Lastly, this may return None when we can’t determine the test state at all. This typically happens when job id’s don’t stick around after a test finishes, so we don’t have any information on it. This isn’t an error - more like a shrug.

_kickoff(pav_cfg, job: Job, sched_config: dict, job_name: str, nodes: NodeList | None = None, node_range: Tuple[int, int] | None = None) → JobInfo

Schedule the test under this scheduler.

Parameters:

job_name – The job should be named this under the scheduler, if possible.
sched_config – The (validated) scheduler config.
nodes – A list of specific nodes to kickoff the test under. This list, when provided, should be comprehensive. A non-comprehensive list of nodes to include can be provided via the config[‘include_nodes’] option.
node_range – A tuple of the (min, max) nodes to request.

Returns:

The job info of the kicked off job.

One and only one of ‘nodes’ and ‘node_range’ may be provided.

By default, scheduler plugins will produce a bash kickoff script for you to hand to the scheduler to run. You should generally rely on this autogenerated script to do the right thing internally.

If your scheduler uses script header information to figure out the parameters for a job, you can provide that by overriding KICKOFF_SCRIPT_HEADER_CLASS class variable and providing your own KickoffScriptHeader sub-class. Otherwise, you may simply pass the appropriate information to your scheduler through command line or API arguments.

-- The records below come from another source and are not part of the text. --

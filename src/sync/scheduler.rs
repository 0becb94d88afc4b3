//! Fetch scheduler
//!
//! Reads cache keys from the backend on demand, on a polling interval and on
//! window-focus regain.
//!
//! ## Design
//!
//! - Every read for a key goes through one shared future stored in
//!   `in_flight`. Concurrent callers clone the shared future instead of
//!   issuing a second request. The future is spawned, so it runs to
//!   completion (and lands in the store) even if every caller goes away.
//! - A failed read keeps the previous data, flags the entry as failed and is
//!   not retried until the next poll, focus event or explicit call.
//! - `watch` spawns one task per watcher; dropping the returned `PollHandle`
//!   cancels its timer and focus listener.
//! - `start`/`stop` drive `tick`, which refetches every stale key that was
//!   fetched before (this is where deferred invalidations are picked up).

use crate::backend::{Backend, BackendError};
use crate::cache::{CacheKey, Collection, EntityCacheStore};
use crate::models::EntityKind;
use crate::stats::{dashboard_stats, StatsFilter, TimeWindow};
use chrono::Utc;
use dashmap::mapref::entry::Entry;
use dashmap::DashMap;
use futures::future::{self, BoxFuture, FutureExt, Shared};
use serde_json::Value;
use std::sync::atomic::{AtomicU64, Ordering};
use std::sync::{Arc, Mutex, PoisonError};
use std::time::{Duration, Instant};
use tokio::sync::broadcast;
use tokio::time::{Interval, MissedTickBehavior};
use tokio_util::sync::CancellationToken;
use tracing::{debug, info, warn};

/// Collections the derived dashboard aggregate is computed from
pub const AGGREGATE_SOURCES: [EntityKind; 5] = [
    EntityKind::Project,
    EntityKind::Section,
    EntityKind::Spending,
    EntityKind::Inventory,
    EntityKind::Employee,
];

const MIN_INTERVAL: Duration = Duration::from_millis(1);

/// A read of `key` failed. The entry keeps its previous data.
#[derive(Debug, Clone, PartialEq, Eq, thiserror::Error)]
#[error("failed to fetch {key}: {source}")]
pub struct FetchError {
    pub key: CacheKey,
    #[source]
    pub source: BackendError,
}

pub type FetchResult = Result<Collection, FetchError>;

type SharedFetch = Shared<BoxFuture<'static, FetchResult>>;

#[derive(Debug, Clone, PartialEq, Eq)]
pub struct SchedulerConfig {
    pub poll_interval: Duration,
    pub refetch_on_focus: bool,
    /// Window the `dashboard-aggregate` key is computed for
    pub dashboard_window: TimeWindow,
}
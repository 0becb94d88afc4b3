//! Cache keys

use crate::models::EntityKind;
use serde::{Deserialize, Serialize};
use std::fmt;

/// Identifies one entry in the [`EntityCacheStore`](super::EntityCacheStore)
#[derive(Debug, Clone, PartialEq, Eq, Hash, PartialOrd, Ord, Serialize, Deserialize)]
#[serde(rename_all = "snake_case", tag = "type", content = "id")]
pub enum CacheKey {
    /// Full collection of one entity type (`projects`, `spendings`, ...)
    Collection(EntityKind),
    /// A single project fetched through its item endpoint
    ProjectDetail(String),
    /// Dashboard statistics derived from the source collections
    DashboardAggregate,
}

impl CacheKey {
    pub fn collection(kind: EntityKind) -> Self {
        CacheKey::Collection(kind)
    }

    pub fn project_detail(id: impl Into<String>) -> Self {
        CacheKey::ProjectDetail(id.into())
    }

    pub fn is_derived(&self) -> bool {
        matches!(self, CacheKey::DashboardAggregate)
    }
}

impl From<EntityKind> for CacheKey {
    fn from(kind: EntityKind) -> Self {
        CacheKey::Collection(kind)
    }
}

impl fmt::Display for CacheKey {
    fn fmt(&self, f: &mut fmt::Formatter<'_>) -> fmt::Result {
        match self {
            CacheKey::Collection(kind) => f.write_str(kind.collection()),
            CacheKey::ProjectDetail(id) => write!(f, "projects/{id}"),
            CacheKey::DashboardAggregate => f.write_str("dashboard-aggregate"),
        }
    }
}
//! Per-project reports and payment summaries

use super::{
    average, sum, utilization_percent, CategoryTotals, DashboardSnapshot, TimeWindow,
};
use crate::models::{Entity, Payment, StockStatus, WorkStatus};
use chrono::NaiveDate;
use rust_decimal::Decimal;
use serde::{Deserialize, Serialize};
use std::collections::BTreeMap;

/// One section row of a project report, with its derived fields
#[derive(Debug, Clone, PartialEq, Serialize, Deserialize)]
pub struct SectionSummary {
    pub id: String,
    pub name: String,
    pub status: WorkStatus,
    pub progress: u32,
    pub employee_count: usize,
    pub budget: Decimal,
}

#[derive(Debug, Clone, PartialEq, Serialize, Deserialize)]
pub struct ProjectReport {
    pub project_id: String,
    pub name: String,
    pub status: WorkStatus,
    pub window: TimeWindow,
    pub budget: Decimal,
    pub spent: Decimal,
    pub remaining: Decimal,
    pub utilization_percent: f64,
    pub average_progress: f64,
    pub sections: Vec<SectionSummary>,
    pub spending_by_category: CategoryTotals,
    pub inventory_value: Decimal,
    pub low_stock_items: usize,
}

/// Build the report for one project. `None` when the project is not in the snapshot.
pub fn project_report(
    snapshot: &DashboardSnapshot,
    project_id: &str,
    window: TimeWindow,
    today: NaiveDate,
) -> Option<ProjectReport> {
    let project = snapshot.projects.iter().find(|p| p.id == project_id)?;
    let owned = |pid: Option<&str>| pid == Some(project_id);

    let sections: Vec<SectionSummary> = snapshot
        .sections
        .iter()
        .filter(|s| owned(s.project_id()))
        .map(|s| SectionSummary {
            id: s.id.clone(),
            name: s.name.clone(),
            status: s.status,
            progress: s.progress(),
            employee_count: s.employee_count(&snapshot.employees),
            budget: s.budget,
        })
        .collect();

    let mut spending_by_category = CategoryTotals::default();
    let mut spent = Decimal::ZERO;
    for spending in snapshot
        .spendings
        .iter()
        .filter(|s| owned(s.project_id()))
        .filter(|s| window.includes_date(s.date, today))
    {
        spending_by_category.add(spending.category, spending.amount);
        spent = sum([spent, spending.amount]);
    }

    let items: Vec<_> = snapshot
        .inventory
        .iter()
        .filter(|i| owned(i.project_id()))
        .collect();

    Some(ProjectReport {
        project_id: project.id.clone(),
        name: project.name.clone(),
        status: project.status,
        window,
        budget: project.budget,
        spent,
        remaining: project.budget - spent,
        utilization_percent: utilization_percent(spent, project.budget),
        average_progress: average(sections.iter().map(|s| s.progress)),
        sections,
        spending_by_category,
        inventory_value: sum(items.iter().map(|i| i.total_value())),
        low_stock_items: items
            .iter()
            .filter(|i| i.status() != StockStatus::InStock)
            .count(),
    })
}

#[derive(Debug, Clone, Default, PartialEq, Eq, Serialize, Deserialize)]
pub struct CurrencyTotals {
    pub egp: Decimal,
    pub usd: Decimal,
}

impl CurrencyTotals {
    fn add(&mut self, (egp, usd): (Decimal, Decimal)) {
        self.egp = sum([self.egp, egp]);
        self.usd = sum([self.usd, usd]);
    }
}

/// Payment totals split by currency, overall and per employee
#[derive(Debug, Clone, Default, PartialEq, Eq, Serialize, Deserialize)]
pub struct PaymentSummary {
    pub count: usize,
    pub total_egp: Decimal,
    pub total_usd: Decimal,
    pub per_employee: BTreeMap<String, CurrencyTotals>,
}

pub fn payment_summary(payments: &[Payment], window: TimeWindow, today: NaiveDate) -> PaymentSummary {
    let mut summary = PaymentSummary::default();
    let mut totals = CurrencyTotals::default();

    for payment in payments
        .iter()
        .filter(|p| window.includes_date(p.payment_date, today))
    {
        let amounts = payment.amounts();
        summary.count += 1;
        totals.add(amounts);
        if let Some(employee_id) = &payment.employee_id {
            summary
                .per_employee
                .entry(employee_id.clone())
                .or_default()
                .add(amounts);
        }
    }

    summary.total_egp = totals.egp;
    summary.total_usd = totals.usd;
    summary
}
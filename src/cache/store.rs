//! In-memory keyed store of entity collections
//!
//! Every entry holds the raw JSON collection exactly as the backend (or an
//! optimistic patch) produced it, plus its freshness bookkeeping. Readers get
//! `Arc` snapshots and must treat them as immutable; all writes go through
//! [`EntityCacheStore::set`], [`EntityCacheStore::patch`] and friends.
//!
//! Locks are held only for the duration of a single synchronous operation and
//! never across an `.await`, so each write runs to completion without
//! interleaving with other tasks.

use super::CacheKey;
use crate::models::{
    decode_records, record_id, Employee, EntityKind, InventoryItem, Payment, Project, Section, Spending,
};
use crate::stats::{DashboardSnapshot, DashboardStats};
use chrono::{DateTime, Utc};
use serde_json::Value;
use std::collections::HashMap;
use std::sync::atomic::{AtomicU64, Ordering};
use std::sync::{Arc, PoisonError, RwLock, RwLockReadGuard, RwLockWriteGuard};
use std::time::Duration;
use tokio::sync::broadcast;
use tracing::{debug, info};

/// Immutable snapshot of a cached collection
pub type Collection = Arc<Vec<Value>>;

const CHANGE_CAPACITY: usize = 256;

/// One cached collection with its freshness bookkeeping
#[derive(Debug, Clone, PartialEq)]
pub struct CacheEntry {
    pub data: Collection,
    /// Explicitly invalidated since the last successful fetch
    pub invalidated: bool,
    pub invalidated_at: Option<DateTime<Utc>>,
    pub last_fetched_at: Option<DateTime<Utc>>,
    /// Message of the last failed read, cleared by the next successful one
    pub failure: Option<String>,
    /// Holds an optimistic patch that has not been reconciled yet
    pub optimistic: bool,
    /// Store-wide revision of the last write to this entry
    pub version: u64,
}

impl CacheEntry {
    fn empty() -> Self {
        Self {
            data: Arc::new(Vec::new()),
            invalidated: false,
            invalidated_at: None,
            last_fetched_at: None,
            failure: None,
            optimistic: false,
            version: 0,
        }
    }
}

/// What [`EntityCacheStore::get`] hands out
#[derive(Debug, Clone, PartialEq)]
pub struct CachedCollection {
    pub data: Collection,
    pub is_stale: bool,
    pub last_fetched_at: Option<DateTime<Utc>>,
    pub failure: Option<String>,
    pub optimistic: bool,
}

Pavilion expects you to ask for an allocation as specified in the schedule section. You should include the following, assuming your scheduler has such a concept (or an equivalent concept):

‘partition’ - The sub-division of nodes to run on.

‘reservation’ - Set of reserved nodes to run on (Pavilion assumes that nodes in a reservation are only available if the reservation is specified.

‘qos’ - Quality of Service run group. Determines allocation limits along with account’

‘account’ - Account that tracks node sharing information.

‘time_limit’ - Provided in ‘seconds’. Overall job time limit.

‘nodes’ - The number of nodes to request.

‘include_nodes’ - A list of nodes to include. These nodes are guaranteed to be included, but the final set of nodes may include other nodes as well. When ‘nodes’ is provided, these will already be included.

‘exclude_nodes’ - The list of nodes to exclude. When ‘nodes’ is provided, these will already be excluded.

‘across_nodes’ - A complete list of nodes to use. When provided, these nodes, and only these nodes (or potentially a subset of them) will be used for scheduling.

‘node_range’ - From the ‘node_range’ argument. The minimum and maximum number of nodes to request.

‘job_name’ - What to label the job.

Any output from the scheduler should be written to ‘job.sched_log’.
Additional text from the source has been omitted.